What you are asked to do: The answer must match the material word for word, with every line included.

━━━━━ Supplied records

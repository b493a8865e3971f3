//! Pasta entity model.

use chrono::{DateTime, Utc};
use serde::{Deserialize, Serialize};
use sqlx::FromRow;
use uuid::Uuid;

/// A curated folder of music offered in the catalog.
///
/// Pastas referenced by existing orders are never hard-deleted; they are
/// disabled via [`Pasta::is_active`] instead.
#[derive(Debug, Clone, PartialEq, Serialize, Deserialize, FromRow)]
pub struct Pasta {
    /// Unique pasta identifier.
    pub id: Uuid,
    /// Display name.
    pub nome: String,
    /// Optional human-readable code (e.g. `SERT-001`).
    pub codigo: Option<String>,
    /// Number of tracks in the folder.
    pub qtd_musicas: i32,
    /// Folder size in gigabytes.
    pub tamanho_gb: f64,
    /// Unit price.
    pub preco: f64,
    /// Optional cover image URL.
    pub capa_url: Option<String>,
    /// Optional description shown on the storefront.
    pub descricao: Option<String>,
    /// Optional genre label.
    pub genero: Option<String>,
    /// Whether the pasta is visible on the storefront.
    pub is_active: bool,
    /// When the pasta was created.
    pub created_at: DateTime<Utc>,
    /// When the pasta was last updated.
    pub updated_at: DateTime<Utc>,
}

/// Data required to create a new pasta.
#[derive(Debug, Clone, Serialize, Deserialize)]
pub struct CreatePasta {
    /// Display name.
    pub nome: String,
    /// Optional human-readable code.
    pub codigo: Option<String>,
    /// Number of tracks.
    pub qtd_musicas: i32,
    /// Size in gigabytes.
    pub tamanho_gb: f64,
    /// Unit price.
    pub preco: f64,
    /// Optional cover image URL.
    pub capa_url: Option<String>,
    /// Optional description.
    pub descricao: Option<String>,
    /// Optional genre label.
    pub genero: Option<String>,
    /// Whether the pasta starts active. Defaults to `true`.
    #[serde(default = "default_active")]
    pub is_active: bool,
}

/// Fields that may be updated on an existing pasta.
///
/// `None` fields are left unchanged.
#[derive(Debug, Clone, Default, Serialize, Deserialize)]
pub struct UpdatePasta {
    /// New display name.
    pub nome: Option<String>,
    /// New code.
    pub codigo: Option<String>,
    /// New track count.
    pub qtd_musicas: Option<i32>,
    /// New size in gigabytes.
    pub tamanho_gb: Option<f64>,
    /// New unit price.
    pub preco: Option<f64>,
    /// New cover image URL.
    pub capa_url: Option<String>,
    /// New description.
    pub descricao: Option<String>,
    /// New genre label.
    pub genero: Option<String>,
    /// New active flag.
    pub is_active: Option<bool>,
}

fn default_active() -> bool {
    true
}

━━━━━━━━━━

Reply:
repository b493a8865e3971f3
//! Pasta entity model.

use chrono::{DateTime, Utc};
use serde::{Deserialize, Serialize};
use sqlx::FromRow;
use uuid::Uuid;

/// A curated folder of music offered in the catalog.
///
/// Pastas referenced by existing orders are never hard-deleted; they are
/// disabled via [`Pasta::is_active`] instead.
#[derive(Debug, Clone, PartialEq, Serialize, Deserialize, FromRow)]
pub struct Pasta {
    /// Unique pasta identifier.
    pub id: Uuid,
    /// Display name.
    pub nome: String,
    /// Optional human-readable code (e.g. `SERT-001`).
    pub codigo: Option<String>,
    /// Number of tracks in the folder.
    pub qtd_musicas: i32,
    /// Folder size in gigabytes.
    pub tamanho_gb: f64,
    /// Unit price.
    pub preco: f64,
    /// Optional cover image URL.
    pub capa_url: Option<String>,
    /// Optional description shown on the storefront.
    pub descricao: Option<String>,
    /// Optional genre label.
    pub genero: Option<String>,
    /// Whether the pasta is visible on the storefront.
    pub is_active: bool,
    /// When the pasta was created.
    pub created_at: DateTime<Utc>,
    /// When the pasta was last updated.
    pub updated_at: DateTime<Utc>,
}

/// Data required to create a new pasta.
#[derive(Debug, Clone, Serialize, Deserialize)]
pub struct CreatePasta {
    /// Display name.
    pub nome: String,
    /// Optional human-readable code.
    pub codigo: Option<String>,
    /// Number of tracks.
    pub qtd_musicas: i32,
    /// Size in gigabytes.
    pub tamanho_gb: f64,
    /// Unit price.
    pub preco: f64,
    /// Optional cover image URL.
    pub capa_url: Option<String>,
    /// Optional description.
    pub descricao: Option<String>,
    /// Optional genre label.
    pub genero: Option<String>,
    /// Whether the pasta starts active. Defaults to `true`.
    #[serde(default = "default_active")]
    pub is_active: bool,
}

/// Fields that may be updated on an existing pasta.
///
/// `None` fields are left unchanged.
#[derive(Debug, Clone, Default, Serialize, Deserialize)]
pub struct UpdatePasta {
    /// New display name.
    pub nome: Option<String>,
    /// New code.
    pub codigo: Option<String>,
    /// New track count.
    pub qtd_musicas: Option<i32>,
    /// New size in gigabytes.
    pub tamanho_gb: Option<f64>,
    /// New unit price.
    pub preco: Option<f64>,
    /// New cover image URL.
    pub capa_url: Option<String>,
    /// New description.
    pub descricao: Option<String>,
    /// New genre label.
    pub genero: Option<String>,
    /// New active flag.
    pub is_active: Option<bool>,
}

fn default_active() -> bool {
    true
}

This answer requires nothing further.